● **What you are asked to do**
Nothing but a number should be given: how many lines of the records include "return"?

● **Recorded information**
──────────────────────────────

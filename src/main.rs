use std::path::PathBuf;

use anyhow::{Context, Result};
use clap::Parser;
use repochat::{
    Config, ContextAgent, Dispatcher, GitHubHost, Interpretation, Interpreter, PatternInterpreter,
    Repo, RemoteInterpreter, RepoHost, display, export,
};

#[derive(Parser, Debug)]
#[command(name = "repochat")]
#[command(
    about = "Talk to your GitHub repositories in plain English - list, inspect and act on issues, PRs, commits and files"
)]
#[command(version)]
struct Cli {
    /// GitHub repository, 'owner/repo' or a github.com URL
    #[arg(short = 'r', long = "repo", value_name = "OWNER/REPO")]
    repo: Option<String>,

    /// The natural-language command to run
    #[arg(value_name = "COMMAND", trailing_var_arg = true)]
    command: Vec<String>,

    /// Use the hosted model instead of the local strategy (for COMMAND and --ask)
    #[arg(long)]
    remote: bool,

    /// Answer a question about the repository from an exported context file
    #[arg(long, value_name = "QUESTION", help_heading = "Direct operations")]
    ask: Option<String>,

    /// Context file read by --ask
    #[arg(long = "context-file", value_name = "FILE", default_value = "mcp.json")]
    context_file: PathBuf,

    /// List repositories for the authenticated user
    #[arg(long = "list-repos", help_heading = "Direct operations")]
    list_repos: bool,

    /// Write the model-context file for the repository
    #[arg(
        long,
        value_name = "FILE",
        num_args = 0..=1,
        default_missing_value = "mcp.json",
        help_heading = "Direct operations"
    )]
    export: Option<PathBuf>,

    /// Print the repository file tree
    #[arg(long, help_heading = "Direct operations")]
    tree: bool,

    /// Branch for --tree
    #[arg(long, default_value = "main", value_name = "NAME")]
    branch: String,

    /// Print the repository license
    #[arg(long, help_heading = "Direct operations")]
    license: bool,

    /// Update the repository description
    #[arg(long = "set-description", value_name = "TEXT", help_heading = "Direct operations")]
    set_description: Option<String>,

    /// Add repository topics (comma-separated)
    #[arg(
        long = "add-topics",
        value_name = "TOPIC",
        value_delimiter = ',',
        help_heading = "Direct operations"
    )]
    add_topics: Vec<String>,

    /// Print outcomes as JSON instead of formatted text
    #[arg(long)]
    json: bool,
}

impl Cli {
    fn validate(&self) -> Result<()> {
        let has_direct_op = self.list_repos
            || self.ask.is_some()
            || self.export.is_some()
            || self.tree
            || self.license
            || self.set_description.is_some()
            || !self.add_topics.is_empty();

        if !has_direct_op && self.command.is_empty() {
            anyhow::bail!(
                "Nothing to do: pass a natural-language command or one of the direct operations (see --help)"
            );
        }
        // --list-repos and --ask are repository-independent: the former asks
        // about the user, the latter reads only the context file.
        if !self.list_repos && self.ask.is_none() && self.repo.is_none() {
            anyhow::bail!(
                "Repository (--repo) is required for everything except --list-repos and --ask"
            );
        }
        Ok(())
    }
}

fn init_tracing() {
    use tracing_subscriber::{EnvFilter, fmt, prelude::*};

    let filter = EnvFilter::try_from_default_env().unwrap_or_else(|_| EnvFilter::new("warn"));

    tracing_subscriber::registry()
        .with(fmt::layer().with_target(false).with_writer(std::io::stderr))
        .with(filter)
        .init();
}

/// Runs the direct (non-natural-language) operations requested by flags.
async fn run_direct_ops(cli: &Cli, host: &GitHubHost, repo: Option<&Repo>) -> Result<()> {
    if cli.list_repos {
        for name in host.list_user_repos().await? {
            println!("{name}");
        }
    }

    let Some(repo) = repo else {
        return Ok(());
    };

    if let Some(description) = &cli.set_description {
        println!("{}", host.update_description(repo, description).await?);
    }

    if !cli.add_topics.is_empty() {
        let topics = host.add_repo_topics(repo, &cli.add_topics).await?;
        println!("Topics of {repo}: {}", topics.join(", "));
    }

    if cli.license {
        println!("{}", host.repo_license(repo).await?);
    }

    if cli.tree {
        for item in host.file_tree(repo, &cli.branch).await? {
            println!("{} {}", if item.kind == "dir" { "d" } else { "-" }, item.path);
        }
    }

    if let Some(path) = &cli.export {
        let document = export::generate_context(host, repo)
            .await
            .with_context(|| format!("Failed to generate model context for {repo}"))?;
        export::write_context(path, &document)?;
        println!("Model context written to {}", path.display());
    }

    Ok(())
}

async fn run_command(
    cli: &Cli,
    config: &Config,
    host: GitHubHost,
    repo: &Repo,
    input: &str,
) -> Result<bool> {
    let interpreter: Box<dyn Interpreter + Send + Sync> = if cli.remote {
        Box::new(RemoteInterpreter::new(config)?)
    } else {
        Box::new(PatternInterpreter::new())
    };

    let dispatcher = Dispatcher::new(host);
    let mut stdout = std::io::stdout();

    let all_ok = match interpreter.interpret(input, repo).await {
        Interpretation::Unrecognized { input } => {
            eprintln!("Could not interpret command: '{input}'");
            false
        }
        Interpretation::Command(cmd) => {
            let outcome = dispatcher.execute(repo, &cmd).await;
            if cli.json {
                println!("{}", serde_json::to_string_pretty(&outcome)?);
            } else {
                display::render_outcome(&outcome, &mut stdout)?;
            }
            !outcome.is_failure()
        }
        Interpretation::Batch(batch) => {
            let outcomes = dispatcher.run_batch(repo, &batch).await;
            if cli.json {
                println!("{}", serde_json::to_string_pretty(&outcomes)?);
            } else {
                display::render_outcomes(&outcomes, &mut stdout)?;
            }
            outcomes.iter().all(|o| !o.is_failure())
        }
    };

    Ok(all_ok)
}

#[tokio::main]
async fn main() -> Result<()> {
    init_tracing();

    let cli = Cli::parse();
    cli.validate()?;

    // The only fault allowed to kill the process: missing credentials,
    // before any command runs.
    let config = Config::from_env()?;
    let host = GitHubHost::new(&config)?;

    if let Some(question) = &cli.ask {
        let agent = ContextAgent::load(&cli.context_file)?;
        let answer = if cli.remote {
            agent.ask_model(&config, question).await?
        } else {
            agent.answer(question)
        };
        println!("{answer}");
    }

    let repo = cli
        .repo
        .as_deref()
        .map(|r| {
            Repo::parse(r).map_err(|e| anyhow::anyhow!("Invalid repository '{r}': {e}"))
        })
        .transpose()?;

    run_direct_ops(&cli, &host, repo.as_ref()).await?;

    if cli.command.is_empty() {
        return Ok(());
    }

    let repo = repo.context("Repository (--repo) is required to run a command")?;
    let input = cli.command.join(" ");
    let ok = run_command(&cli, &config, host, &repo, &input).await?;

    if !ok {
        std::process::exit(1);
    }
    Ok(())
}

──────────────────────────────

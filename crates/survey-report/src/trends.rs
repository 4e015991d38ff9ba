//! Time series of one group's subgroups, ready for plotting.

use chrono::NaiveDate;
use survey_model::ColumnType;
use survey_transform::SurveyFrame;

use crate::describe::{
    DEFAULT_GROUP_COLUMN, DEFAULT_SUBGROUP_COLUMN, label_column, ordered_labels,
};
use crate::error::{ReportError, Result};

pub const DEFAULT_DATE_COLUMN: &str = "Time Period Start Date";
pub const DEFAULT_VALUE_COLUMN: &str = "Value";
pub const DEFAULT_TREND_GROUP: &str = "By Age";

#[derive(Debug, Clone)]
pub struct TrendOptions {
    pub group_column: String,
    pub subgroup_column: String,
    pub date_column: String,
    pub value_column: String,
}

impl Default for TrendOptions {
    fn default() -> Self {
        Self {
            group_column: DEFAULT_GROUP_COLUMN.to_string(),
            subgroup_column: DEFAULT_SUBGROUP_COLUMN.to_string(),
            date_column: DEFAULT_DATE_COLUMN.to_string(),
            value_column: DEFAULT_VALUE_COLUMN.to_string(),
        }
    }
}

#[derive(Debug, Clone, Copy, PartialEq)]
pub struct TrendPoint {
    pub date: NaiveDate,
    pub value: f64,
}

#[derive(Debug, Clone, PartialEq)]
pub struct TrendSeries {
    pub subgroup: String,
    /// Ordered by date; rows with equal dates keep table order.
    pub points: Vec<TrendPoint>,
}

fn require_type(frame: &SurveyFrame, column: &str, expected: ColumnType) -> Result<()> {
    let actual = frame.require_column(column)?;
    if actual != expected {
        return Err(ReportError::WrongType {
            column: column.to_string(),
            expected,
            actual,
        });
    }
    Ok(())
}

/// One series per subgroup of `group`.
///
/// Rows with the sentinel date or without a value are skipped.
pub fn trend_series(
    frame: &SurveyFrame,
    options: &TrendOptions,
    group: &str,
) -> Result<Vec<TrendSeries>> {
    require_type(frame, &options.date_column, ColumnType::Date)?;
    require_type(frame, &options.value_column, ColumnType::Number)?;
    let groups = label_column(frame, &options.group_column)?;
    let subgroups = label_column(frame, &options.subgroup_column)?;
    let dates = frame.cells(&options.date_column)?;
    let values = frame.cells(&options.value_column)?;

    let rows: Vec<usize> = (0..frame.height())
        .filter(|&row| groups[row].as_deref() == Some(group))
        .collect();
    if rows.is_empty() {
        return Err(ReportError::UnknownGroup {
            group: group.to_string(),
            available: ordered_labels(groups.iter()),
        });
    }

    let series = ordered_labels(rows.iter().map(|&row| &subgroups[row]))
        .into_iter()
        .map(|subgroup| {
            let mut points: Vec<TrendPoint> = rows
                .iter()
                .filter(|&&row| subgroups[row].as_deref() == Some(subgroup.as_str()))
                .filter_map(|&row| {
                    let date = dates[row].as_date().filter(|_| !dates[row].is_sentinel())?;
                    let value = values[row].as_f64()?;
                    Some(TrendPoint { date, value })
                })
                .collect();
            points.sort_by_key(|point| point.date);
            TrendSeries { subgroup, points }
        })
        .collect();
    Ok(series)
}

──────────────────────────────

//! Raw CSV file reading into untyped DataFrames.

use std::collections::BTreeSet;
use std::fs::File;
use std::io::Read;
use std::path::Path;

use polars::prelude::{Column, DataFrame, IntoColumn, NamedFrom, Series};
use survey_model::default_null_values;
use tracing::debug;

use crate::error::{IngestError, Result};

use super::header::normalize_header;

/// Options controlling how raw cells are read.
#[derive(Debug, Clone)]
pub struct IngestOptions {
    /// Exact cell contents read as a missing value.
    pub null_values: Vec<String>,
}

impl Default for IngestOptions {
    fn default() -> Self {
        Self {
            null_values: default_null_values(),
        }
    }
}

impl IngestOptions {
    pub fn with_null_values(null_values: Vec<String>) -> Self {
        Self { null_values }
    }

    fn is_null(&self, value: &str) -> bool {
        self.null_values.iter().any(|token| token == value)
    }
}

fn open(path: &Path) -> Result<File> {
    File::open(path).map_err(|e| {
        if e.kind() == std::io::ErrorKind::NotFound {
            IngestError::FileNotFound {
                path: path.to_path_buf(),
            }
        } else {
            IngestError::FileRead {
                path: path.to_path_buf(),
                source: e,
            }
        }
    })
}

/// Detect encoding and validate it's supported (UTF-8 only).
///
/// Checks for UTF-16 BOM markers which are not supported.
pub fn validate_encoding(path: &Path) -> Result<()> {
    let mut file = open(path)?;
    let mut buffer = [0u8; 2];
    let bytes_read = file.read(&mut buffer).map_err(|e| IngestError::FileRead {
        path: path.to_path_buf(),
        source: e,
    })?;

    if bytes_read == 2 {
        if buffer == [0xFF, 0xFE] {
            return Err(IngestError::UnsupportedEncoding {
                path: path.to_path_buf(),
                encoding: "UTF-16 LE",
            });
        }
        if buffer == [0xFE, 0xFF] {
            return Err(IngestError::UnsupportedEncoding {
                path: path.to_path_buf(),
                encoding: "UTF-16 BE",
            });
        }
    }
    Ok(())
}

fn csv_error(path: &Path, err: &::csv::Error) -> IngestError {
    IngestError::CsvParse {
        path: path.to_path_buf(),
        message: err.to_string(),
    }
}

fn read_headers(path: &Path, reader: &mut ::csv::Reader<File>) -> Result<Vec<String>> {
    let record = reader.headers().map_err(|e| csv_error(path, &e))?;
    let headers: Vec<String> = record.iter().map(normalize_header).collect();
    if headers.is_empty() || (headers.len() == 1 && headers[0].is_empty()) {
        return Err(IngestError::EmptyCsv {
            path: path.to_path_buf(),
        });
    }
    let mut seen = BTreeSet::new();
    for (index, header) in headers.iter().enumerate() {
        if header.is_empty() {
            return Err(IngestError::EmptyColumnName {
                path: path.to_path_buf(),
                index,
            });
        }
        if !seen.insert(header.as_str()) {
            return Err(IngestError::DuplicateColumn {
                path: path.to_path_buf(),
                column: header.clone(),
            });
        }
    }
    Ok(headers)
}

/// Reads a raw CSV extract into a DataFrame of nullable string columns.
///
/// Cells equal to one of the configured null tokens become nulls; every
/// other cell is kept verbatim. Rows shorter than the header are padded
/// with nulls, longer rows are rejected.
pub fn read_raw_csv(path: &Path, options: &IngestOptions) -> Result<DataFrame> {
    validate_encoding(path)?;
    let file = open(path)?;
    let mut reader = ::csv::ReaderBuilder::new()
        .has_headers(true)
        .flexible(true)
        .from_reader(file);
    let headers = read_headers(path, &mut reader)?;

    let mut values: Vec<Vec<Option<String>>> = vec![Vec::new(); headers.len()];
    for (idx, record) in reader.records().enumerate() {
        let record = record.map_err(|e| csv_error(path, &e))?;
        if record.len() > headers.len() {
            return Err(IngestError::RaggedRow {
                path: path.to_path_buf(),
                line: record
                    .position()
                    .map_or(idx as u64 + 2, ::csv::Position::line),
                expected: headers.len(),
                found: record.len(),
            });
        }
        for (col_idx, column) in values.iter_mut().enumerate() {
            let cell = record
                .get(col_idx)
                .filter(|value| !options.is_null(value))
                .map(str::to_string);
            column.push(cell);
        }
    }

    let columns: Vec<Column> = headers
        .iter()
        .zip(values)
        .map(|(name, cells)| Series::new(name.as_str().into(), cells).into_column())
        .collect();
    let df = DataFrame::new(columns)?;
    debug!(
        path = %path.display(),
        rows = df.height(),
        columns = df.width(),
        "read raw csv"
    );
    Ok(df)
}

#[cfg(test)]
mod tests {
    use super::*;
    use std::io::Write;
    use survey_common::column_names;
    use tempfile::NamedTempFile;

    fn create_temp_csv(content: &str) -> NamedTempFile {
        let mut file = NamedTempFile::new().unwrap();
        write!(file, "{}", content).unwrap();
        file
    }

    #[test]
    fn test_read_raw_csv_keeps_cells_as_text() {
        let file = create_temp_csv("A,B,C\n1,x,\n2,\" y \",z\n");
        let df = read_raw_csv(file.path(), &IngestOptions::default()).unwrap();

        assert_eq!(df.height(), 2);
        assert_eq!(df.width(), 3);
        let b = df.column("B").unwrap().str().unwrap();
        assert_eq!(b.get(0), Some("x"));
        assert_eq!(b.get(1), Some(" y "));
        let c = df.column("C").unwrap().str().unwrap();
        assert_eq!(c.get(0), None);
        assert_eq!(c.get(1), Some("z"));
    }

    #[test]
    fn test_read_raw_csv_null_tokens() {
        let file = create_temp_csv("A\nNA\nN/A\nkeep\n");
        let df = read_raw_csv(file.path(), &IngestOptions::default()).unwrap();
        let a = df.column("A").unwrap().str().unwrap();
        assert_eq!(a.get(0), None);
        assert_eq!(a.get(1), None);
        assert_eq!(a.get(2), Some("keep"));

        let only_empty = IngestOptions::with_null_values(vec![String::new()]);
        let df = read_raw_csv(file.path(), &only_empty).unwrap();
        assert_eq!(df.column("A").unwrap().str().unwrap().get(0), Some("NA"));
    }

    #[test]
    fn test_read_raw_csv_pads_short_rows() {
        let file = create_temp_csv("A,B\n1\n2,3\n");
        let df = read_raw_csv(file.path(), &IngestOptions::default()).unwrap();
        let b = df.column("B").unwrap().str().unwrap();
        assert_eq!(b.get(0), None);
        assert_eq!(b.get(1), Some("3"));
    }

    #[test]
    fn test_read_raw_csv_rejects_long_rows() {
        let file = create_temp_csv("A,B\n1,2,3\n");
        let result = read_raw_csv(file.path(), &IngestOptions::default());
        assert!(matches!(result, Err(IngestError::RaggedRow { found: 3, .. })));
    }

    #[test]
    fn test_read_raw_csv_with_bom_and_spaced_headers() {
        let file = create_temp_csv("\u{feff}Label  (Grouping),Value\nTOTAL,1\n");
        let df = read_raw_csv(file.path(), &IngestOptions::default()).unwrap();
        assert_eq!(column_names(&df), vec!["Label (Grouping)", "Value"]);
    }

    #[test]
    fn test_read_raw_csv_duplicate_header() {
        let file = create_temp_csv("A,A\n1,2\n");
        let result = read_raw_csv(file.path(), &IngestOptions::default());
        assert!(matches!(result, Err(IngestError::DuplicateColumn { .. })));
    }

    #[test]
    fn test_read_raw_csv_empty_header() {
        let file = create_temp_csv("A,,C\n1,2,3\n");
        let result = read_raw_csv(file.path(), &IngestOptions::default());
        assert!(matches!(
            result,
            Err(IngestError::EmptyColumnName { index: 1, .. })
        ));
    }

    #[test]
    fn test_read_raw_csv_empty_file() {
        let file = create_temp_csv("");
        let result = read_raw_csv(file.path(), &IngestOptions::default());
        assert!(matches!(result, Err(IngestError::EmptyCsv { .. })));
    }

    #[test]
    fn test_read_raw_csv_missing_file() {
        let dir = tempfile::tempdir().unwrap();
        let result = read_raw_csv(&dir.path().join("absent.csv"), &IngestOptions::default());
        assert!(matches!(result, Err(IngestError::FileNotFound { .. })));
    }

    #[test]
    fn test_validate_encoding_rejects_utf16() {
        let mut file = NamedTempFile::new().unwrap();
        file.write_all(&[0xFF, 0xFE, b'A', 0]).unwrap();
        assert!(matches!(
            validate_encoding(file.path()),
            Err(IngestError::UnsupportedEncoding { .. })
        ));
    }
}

──────────────────────────────

● **Answer section**
10